Why would "spatial gradients" necessarily be observed if the Big
Bang was an explosion?
Because you would need them to explain the redshifts in that case-- were it an explosion, the redshifts would have to be caused by said pressure gradients.
Quote:
Are measurments of the Universe's density
at different distances and in different directions precise enough to
reveal such gradients?
It would be apparent in the CMB, not thee galaxy density, because the CMB is exquisitely smooth and dates back to the time when the universe was in thermodynamic equilibrium. During that phase, any kinetic energy gradients that gave rise to the CMB redshift in an explosion scenario would have to be generated by pressure gradients that would be clearly visible. Pressure is a scalar, so in order for it to have a gradient, it has to be bigger in one direction than the other-- unless one really believes that the Earth is at the center of the pressure peak.
Quote:
Also, Inflation was invented to explain the uniform temperature of
the CMBR. It should serve equally well to hide any spatial gradient
from our view.
Yes, I agree inflation could do something to mimic this effect, but if you have inflation, it's already not an explosion!

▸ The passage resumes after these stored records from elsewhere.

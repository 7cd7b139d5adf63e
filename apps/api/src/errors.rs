use axum::{
    http::StatusCode,
    response::{IntoResponse, Response},
    Json,
};
use serde_json::json;
use thiserror::Error;

use crate::forecast::ForecastError;

/// Application-level error type.
/// Implements `IntoResponse` so Axum handlers can return `Result<T, AppError>`.
#[derive(Debug, Error)]
pub enum AppError {
    #[error("Validation error: {0}")]
    Validation(String),

    /// Rejected input: empty upload, missing column mapping, invalid parameters.
    #[error("Invalid input: {0}")]
    Forecast(#[from] ForecastError),

    #[error("Internal server error: {0}")]
    Internal(#[from] anyhow::Error),
}

impl IntoResponse for AppError {
    fn into_response(self) -> Response {
        let (status, code, field, message) = match &self {
            AppError::Validation(msg) => {
                (StatusCode::BAD_REQUEST, "VALIDATION_ERROR", None, msg.clone())
            }
            AppError::Forecast(e) => (
                StatusCode::BAD_REQUEST,
                "INVALID_INPUT",
                e.field().map(str::to_string),
                e.to_string(),
            ),
            AppError::Internal(e) => {
                tracing::error!("Internal error: {e:?}");
                (
                    StatusCode::INTERNAL_SERVER_ERROR,
                    "INTERNAL_ERROR",
                    None,
                    "An internal server error occurred".to_string(),
                )
            }
        };

        let body = Json(json!({
            "error": {
                "code": code,
                "field": field,
                "message": message
            }
        }));

        (status, body).into_response()
    }
}

#[cfg(test)]
mod tests {
    use super::*;
    use axum::body::to_bytes;

    async fn body_json(err: AppError) -> (StatusCode, serde_json::Value) {
        let response = err.into_response();
        let status = response.status();
        let bytes = to_bytes(response.into_body(), usize::MAX).await.unwrap();
        (status, serde_json::from_slice(&bytes).unwrap())
    }

    #[tokio::test]
    async fn test_forecast_error_reports_field() {
        let (status, body) = body_json(AppError::from(ForecastError::invalid(
            "phase_durations.k",
            "must be a positive number, got 0",
        )))
        .await;
        assert_eq!(status, StatusCode::BAD_REQUEST);
        assert_eq!(body["error"]["code"], "INVALID_INPUT");
        assert_eq!(body["error"]["field"], "phase_durations.k");
    }

    #[tokio::test]
    async fn test_internal_error_hides_details() {
        let (status, body) = body_json(AppError::Internal(anyhow::anyhow!("secret"))).await;
        assert_eq!(status, StatusCode::INTERNAL_SERVER_ERROR);
        assert!(!body["error"]["message"].as_str().unwrap().contains("secret"));
    }
}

The issue was can you get the Big Bang model from an explosion scenario, and inflation, as an explosion, would violate special relativity.

Quote:
Do you have any other reasons for believing that the Big Bang was
not an explosion?
Yes-- it's called general relativity. It's a good theory, and it would have to be totally wrong for the Big Bang to be an explosion, in addition to the observational problems with the explosion interpretation.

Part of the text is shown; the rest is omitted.